More Than Nature
by Ajit John
Reading from Ephesians, 1:1-10
1 Paul, an apostle of Christ Jesus by the will of God, to the saints who are in Ephesus and are faithful in Christ Jesus:
2 Grace to you and peace from God our Father and the Lord Jesus Christ.
3 Blessed be the God and Father of our Lord Jesus Christ, who has blessed us in Christ with every spiritual blessing in the heavenly places, 4just as he chose us in Christ before the foundation of the world to be holy and blameless before him in love. 5He destined us for adoption as his children through Jesus Christ, according to the good pleasure of his will, 6to the praise of his glorious grace that he freely bestowed on us in the Beloved. 7In him we have redemption through his blood, the forgiveness of our trespasses, according to the riches of his grace 8that he lavished on us. With all wisdom and insight 9he has made known to us the mystery of his will, according to his good pleasure that he set forth in Christ, 10as a plan for the fullness of time, to gather up all things in him, things in heaven and things on earth.

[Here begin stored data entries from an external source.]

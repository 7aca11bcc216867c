//! The movie lookup seam.
//!
//! The skill never talks to HTTP directly; it depends on [`MovieSource`],
//! which [`crate::TmdbClient`] implements against the live API and tests
//! implement in memory.

use async_trait::async_trait;
use tracing::debug;

use crate::error::{Result, TmdbError};
use crate::types::{Genre, MovieRecord, MovieSummary, Session};

/// Read-only access to a movie database.
#[async_trait]
pub trait MovieSource: Send + Sync {
    /// Return the movie genre catalog.
    async fn genre_list(&self, session: &Session) -> Result<Vec<Genre>>;

    /// Search movies by title, best match first.
    async fn search_movies(&self, session: &Session, title: &str) -> Result<Vec<MovieSummary>>;

    /// Fetch full details, including the billed cast, for a movie id.
    async fn movie_details(&self, session: &Session, id: u64) -> Result<MovieRecord>;

    /// Return today's popular movies.
    async fn popular(&self, session: &Session) -> Result<Vec<MovieSummary>>;

    /// Return the top rated movies.
    async fn top_rated(&self, session: &Session) -> Result<Vec<MovieSummary>>;

    /// Resolve a spoken title to the details of its best match.
    ///
    /// Returns [`TmdbError::NotFound`] when the search has no hits.
    async fn lookup_movie(&self, session: &Session, title: &str) -> Result<MovieRecord> {
        let hits = self.search_movies(session, title).await?;
        let best = hits.first().ok_or_else(|| TmdbError::NotFound {
            what: format!("movie titled `{title}`"),
        })?;
        debug!(title = title, id = best.id, matched = %best.title, "resolved movie title");
        self.movie_details(session, best.id).await
    }
}
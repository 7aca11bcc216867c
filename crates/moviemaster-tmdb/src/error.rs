//! TMDb client error types.
//!
//! Every request surfaces failures through [`TmdbError`].  The variants keep
//! credential problems, missing resources and transport failures apart so
//! that callers can pick a user-facing message without parsing strings.

/// Unified error type for the TMDb client.
#[derive(Debug, thiserror::Error)]
pub enum TmdbError {
    /// No API key was configured for the request.
    #[error("no TMDb API key configured")]
    MissingApiKey,

    /// TMDb rejected the API key (HTTP 401).
    #[error("TMDb rejected the API key: {message}")]
    InvalidApiKey { message: String },

    /// The requested resource does not exist (HTTP 404, or an empty search).
    #[error("not found: {what}")]
    NotFound { what: String },

    /// TMDb answered with a status the client does not handle.
    #[error("TMDb returned {status}: {message}")]
    UnexpectedStatus { status: u16, message: String },

    /// The request did not complete (connect failure, timeout, TLS, ...).
    #[error("http error: {0}")]
    Http(#[from] reqwest::Error),

    /// The response body was not the JSON shape we expected.
    #[error("failed to decode TMDb response: {0}")]
    Decode(#[from] serde_json::Error),

    /// The configured base URL or a request path could not be parsed.
    #[error("invalid url: {0}")]
    InvalidUrl(#[from] url::ParseError),
}

impl TmdbError {
    /// Returns `true` if the failure is a credential problem.
    pub fn is_credential_error(&self) -> bool {
        matches!(self, Self::MissingApiKey | Self::InvalidApiKey { .. })
    }
}

/// Convenience alias used throughout the TMDb crate.
pub type Result<T> = std::result::Result<T, TmdbError>;
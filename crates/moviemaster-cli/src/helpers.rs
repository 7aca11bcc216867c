//! Shared helper functions used across CLI subcommands.
//!
//! Includes tracing initialization, configuration and dialog loading, and
//! printing what the skill says.

use anyhow::{Context, Result};
use moviemaster_intent::{IntentRouter, recognize};
use moviemaster_skill::{DialogTemplates, MovieMasterConfig, MovieMasterSkill, Utterance};
use moviemaster_tmdb::TmdbClient;
use tracing::{debug, warn};
use tracing_subscriber::EnvFilter;

use crate::cli::Cli;

/// The skill as the CLI runs it: against the live TMDb API.
pub type Skill = MovieMasterSkill<TmdbClient>;

/// Spoken when no intent matches the input.
pub const NOT_UNDERSTOOD: &str = "Sorry, I don't know how to answer that.";

// ---------------------------------------------------------------------------
// Tracing
// ---------------------------------------------------------------------------

/// Initialize the tracing subscriber with the given default log level.
///
/// Logs go to stderr so `--json` output on stdout stays machine-readable.
pub fn init_tracing(default_level: &str) {
    let filter =
        EnvFilter::try_from_default_env().unwrap_or_else(|_| EnvFilter::new(default_level));

    tracing_subscriber::fmt()
        .with_env_filter(filter)
        .with_writer(std::io::stderr)
        .with_target(false)
        .compact()
        .init();
}

// ---------------------------------------------------------------------------
// Configuration
// ---------------------------------------------------------------------------

/// Load the configuration file, then apply environment and flag overrides.
pub fn load_config(cli: &Cli) -> Result<MovieMasterConfig> {
    let mut config = MovieMasterConfig::load(&cli.config)
        .with_context(|| format!("failed to load {}", cli.config.display()))?;
    config
        .apply_env()
        .context("invalid environment override")?;
    if let Some(depth) = cli.depth {
        config.skill.search_depth = depth;
    }
    Ok(config)
}

/// Dialog wording from `--dialogs`, else the configured directory, else the
/// built-in table.
pub fn load_templates(cli: &Cli, config: &MovieMasterConfig) -> Result<DialogTemplates> {
    match cli.dialogs.as_deref().or(config.skill.dialogs_dir.as_deref()) {
        Some(dir) => DialogTemplates::load_dir(dir)
            .with_context(|| format!("failed to load dialogs from {}", dir.display())),
        None => Ok(DialogTemplates::builtin()),
    }
}

// ---------------------------------------------------------------------------
// Answering
// ---------------------------------------------------------------------------

/// Route one line of input and let the skill answer it.
pub async fn answer(skill: &mut Skill, router: &mut IntentRouter, line: &str) -> Vec<Utterance> {
    match recognize(router, line) {
        Ok(intent) => {
            debug!(intent = %intent, "recognized intent");
            skill.handle(&intent).await
        }
        Err(e) => {
            warn!(input = line, error = %e, "no intent matched");
            vec![Utterance::text(NOT_UNDERSTOOD)]
        }
    }
}

/// Prints utterances as rendered sentences or as JSON.
pub struct Output {
    templates: DialogTemplates,
    json: bool,
}

impl Output {
    pub fn new(templates: DialogTemplates, json: bool) -> Self {
        Self { templates, json }
    }

    pub fn json(&self) -> bool {
        self.json
    }

    /// Render `utterances` to the lines that would be spoken.
    pub fn lines(&self, utterances: &[Utterance]) -> Vec<String> {
        utterances.iter().map(|u| self.templates.speak(u)).collect()
    }

    /// Print `utterances` to stdout.
    pub fn say(&self, utterances: &[Utterance]) -> Result<()> {
        if self.json {
            let encoded =
                serde_json::to_string(utterances).context("failed to encode utterances")?;
            println!("{encoded}");
        } else {
            for line in self.lines(utterances) {
                println!("  {line}");
            }
        }
        Ok(())
    }
}

// ---------------------------------------------------------------------------
// Tests
// ---------------------------------------------------------------------------
//! Subcommand: `moviemaster run` -- interactive REPL.
//!
//! Each line is routed and answered.  Lines starting with `:` change a
//! setting instead; the skill picks the change up on the next question.

use std::io::{self, BufRead};

use anyhow::{Context, Result, bail};
use moviemaster_intent::default_router;
use moviemaster_skill::SettingsHandle;
use tracing::info;

use crate::helpers::{Output, Skill, answer};

/// Run the interactive REPL.
pub async fn cmd_run(skill: &mut Skill, settings: &SettingsHandle, output: &Output) -> Result<()> {
    let mut router = default_router().context("failed to build intent router")?;

    println!();
    println!("  MovieMaster v{}", env!("CARGO_PKG_VERSION"));
    println!("  Ask about a movie, change a setting with :depth, :key or :language,");
    println!("  or type 'quit' to exit.");
    println!();

    output.say(&skill.initialize().await)?;

    let stdin = io::stdin();
    for line in stdin.lock().lines() {
        let line = line.context("failed to read input")?;
        let trimmed = line.trim();

        if trimmed.is_empty() {
            continue;
        }

        if trimmed == "quit" || trimmed == "exit" {
            info!("user requested exit");
            break;
        }

        if let Some(command) = trimmed.strip_prefix(':') {
            match apply_setting(settings, command) {
                Ok(message) => println!("  {message}"),
                Err(e) => println!("  {e:#}"),
            }
            continue;
        }

        let said = answer(skill, &mut router, trimmed).await;
        output.say(&said)?;
    }

    info!("shutting down");
    Ok(())
}

/// Apply a `depth <n>`, `key <apikey>` or `language <tag>` command.
fn apply_setting(settings: &SettingsHandle, command: &str) -> Result<String> {
    let command = command.trim();
    let (name, value) = match command.split_once(char::is_whitespace) {
        Some((name, value)) => (name, value.trim()),
        None => (command, ""),
    };

    match name {
        "depth" => {
            let depth: usize = value
                .parse()
                .with_context(|| format!("search depth must be a number, got {value:?}"))?;
            settings.update(|s| s.search_depth = depth);
            Ok(format!("search depth set to {depth}"))
        }
        "key" => {
            let key = value.to_string();
            settings.update(|s| s.apiv3 = key);
            Ok(format!("API key set to {}", settings.current().masked_api_key()))
        }
        "language" => {
            if value.is_empty() {
                bail!("language needs a tag such as en-US");
            }
            let language = value.to_string();
            settings.update(|s| s.language = language);
            Ok(format!("language set to {value}"))
        }
        other => bail!("unknown setting {other:?}; try depth, key or language"),
    }
}

#[cfg(test)]
mod tests {
    use moviemaster_skill::SkillSettings;

    use super::*;

    #[test]
    fn depth_command_updates_settings() {
        let (handle, mut rx) = SettingsHandle::new(SkillSettings::default());
        assert_eq!(apply_setting(&handle, "depth 5").unwrap(), "search depth set to 5");
        assert!(rx.has_changed().unwrap());
        assert_eq!(rx.borrow_and_update().search_depth, 5);
    }

    #[test]
    fn key_command_masks_the_key() {
        let (handle, _rx) = SettingsHandle::new(SkillSettings::default());
        let message = apply_setting(&handle, "key   abcdef123456").unwrap();
        assert_eq!(message, "API key set to ********3456");
        assert_eq!(handle.current().apiv3, "abcdef123456");
    }

    #[test]
    fn bad_commands_leave_settings_alone() {
        let (handle, rx) = SettingsHandle::new(SkillSettings::default());
        assert!(apply_setting(&handle, "depth many").is_err());
        assert!(apply_setting(&handle, "language").is_err());
        assert!(apply_setting(&handle, "volume 11").is_err());
        assert!(!rx.has_changed().unwrap());
        assert_eq!(handle.current(), SkillSettings::default());
    }
}
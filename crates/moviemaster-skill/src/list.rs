//! Depth-limited list summaries.
//!
//! Every list the skill speaks (cast, companies, genres, popular and top
//! rated titles) goes through [`ListSummary`]: truncate to the search depth,
//! then phrase as nothing, a single item, or `"A, B and C"`.

/// Display names truncated to a search depth, in source order.
#[derive(Debug, Clone, Default, PartialEq, Eq)]
pub struct ListSummary {
    items: Vec<String>,
}

/// How a truncated list should be spoken.
#[derive(Debug, Clone, PartialEq, Eq)]
pub enum Phrasing {
    /// Exactly one item.
    Single(String),
    /// Two or more items: everything but the last joined with `", "`, and
    /// the last one kept apart for the `"and X"` tail.
    Multiple { rest: String, last: String },
}

impl ListSummary {
    /// Keep the first `depth` items of `items`.
    pub fn new<I, S>(items: I, depth: usize) -> Self
    where
        I: IntoIterator<Item = S>,
        S: Into<String>,
    {
        Self {
            items: items.into_iter().take(depth).map(Into::into).collect(),
        }
    }

    pub fn len(&self) -> usize {
        self.items.len()
    }

    pub fn is_empty(&self) -> bool {
        self.items.is_empty()
    }

    pub fn items(&self) -> &[String] {
        &self.items
    }

    /// The final item after truncation.
    pub fn last(&self) -> Option<&str> {
        self.items.last().map(String::as_str)
    }

    /// Every item except the last.
    pub fn rest(&self) -> &[String] {
        match self.items.split_last() {
            Some((_, rest)) => rest,
            None => &[],
        }
    }

    /// Phrase the summary, or `None` when there is nothing to say.
    pub fn phrasing(&self) -> Option<Phrasing> {
        match self.items.as_slice() {
            [] => None,
            [only] => Some(Phrasing::Single(only.clone())),
            [rest @ .., last] => Some(Phrasing::Multiple {
                rest: rest.join(", "),
                last: last.clone(),
            }),
        }
    }
}

impl Phrasing {
    /// The whole list as one phrase: `"A"` or `"A, B and C"`.
    pub fn sentence(&self) -> String {
        match self {
            Self::Single(item) => item.clone(),
            Self::Multiple { rest, last } => format!("{rest} and {last}"),
        }
    }
}

// ---------------------------------------------------------------------------
// Tests
// ---------------------------------------------------------------------------

#[cfg(test)]
mod tests {
    use super::*;

    const GENRES: [&str; 3] = ["Action", "Comedy", "Drama"];

    #[test]
    fn depth_zero_says_nothing() {
        let summary = ListSummary::new(GENRES, 0);
        assert!(summary.is_empty());
        assert_eq!(summary.phrasing(), None);
        assert_eq!(summary.last(), None);
        assert!(summary.rest().is_empty());
    }

    #[test]
    fn depth_one_is_single() {
        let summary = ListSummary::new(GENRES, 1);
        assert_eq!(summary.phrasing(), Some(Phrasing::Single("Action".into())));
        assert_eq!(summary.phrasing().unwrap().sentence(), "Action");
    }

    #[test]
    fn truncated_last_is_the_nth_item() {
        let summary = ListSummary::new(GENRES, 2);
        assert_eq!(summary.last(), Some("Comedy"));
        assert_eq!(
            summary.phrasing(),
            Some(Phrasing::Multiple {
                rest: "Action".into(),
                last: "Comedy".into(),
            })
        );
    }

    #[test]
    fn depth_past_length_keeps_every_item_once() {
        let summary = ListSummary::new(GENRES, 10);
        assert_eq!(summary.items(), &["Action", "Comedy", "Drama"]);
        assert_eq!(summary.rest(), &["Action", "Comedy"]);
        assert_eq!(summary.phrasing().unwrap().sentence(), "Action, Comedy and Drama");
    }

    #[test]
    fn empty_source_says_nothing_at_any_depth() {
        let summary = ListSummary::new(Vec::<String>::new(), 5);
        assert_eq!(summary.phrasing(), None);
    }
}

Where I live, the pandemic struck in early spring. Easter in lockdown demanded I buy two pots of pansies for the front porch. One pot thrived well beyond Easter week. The other started to wilt within three days. I watered both and offered a silent prayer for the weaker one. By the third week of Easter I saw new blossoms on the once wilting pansies. Can this turning to life be a cipher for the resurrection? Is it not a gentle yet death-defying touch amidst nature’s brutal assault?
We should be careful about saying that nature restored indicates a triumph of goodness over evil, or of hope over despair. Too much can be made of the flower that cracks the concrete. Nature discloses within its own limited dimensions. It doesn’t ever give us the whole picture that we see in the resurrection of Jesus. For that, we need the scriptures to see what is true, to see that nature is itself taken up into something greater. And so we attend to the magnificent opening of the letter to the Ephesians.
When Paul wrote this introduction, he laid one phrase on top of the other because there was so little time and not enough space to contain so great a mystery. Paul was drawing out the meaning of the resurrected Christ for the creation and beyond it. I offer you a precis of Paul’s opening lines:
“The mystery of God’s will is set forth in Christ, who by his blood provided forgiveness of sins though we were undeserving, so that in love he could draw us inside his own life and gather things created and uncreated into the risen Christ.”
A thriving pot of pansies — indeed, the whole of nature — cannot manage such things. We need Scripture always, to locate our experience.
The Reverend Ajit John is an associate priest at St. Paul’s L’Amoreaux, a vibrant multi-ethnic parish in Toronto, Canada.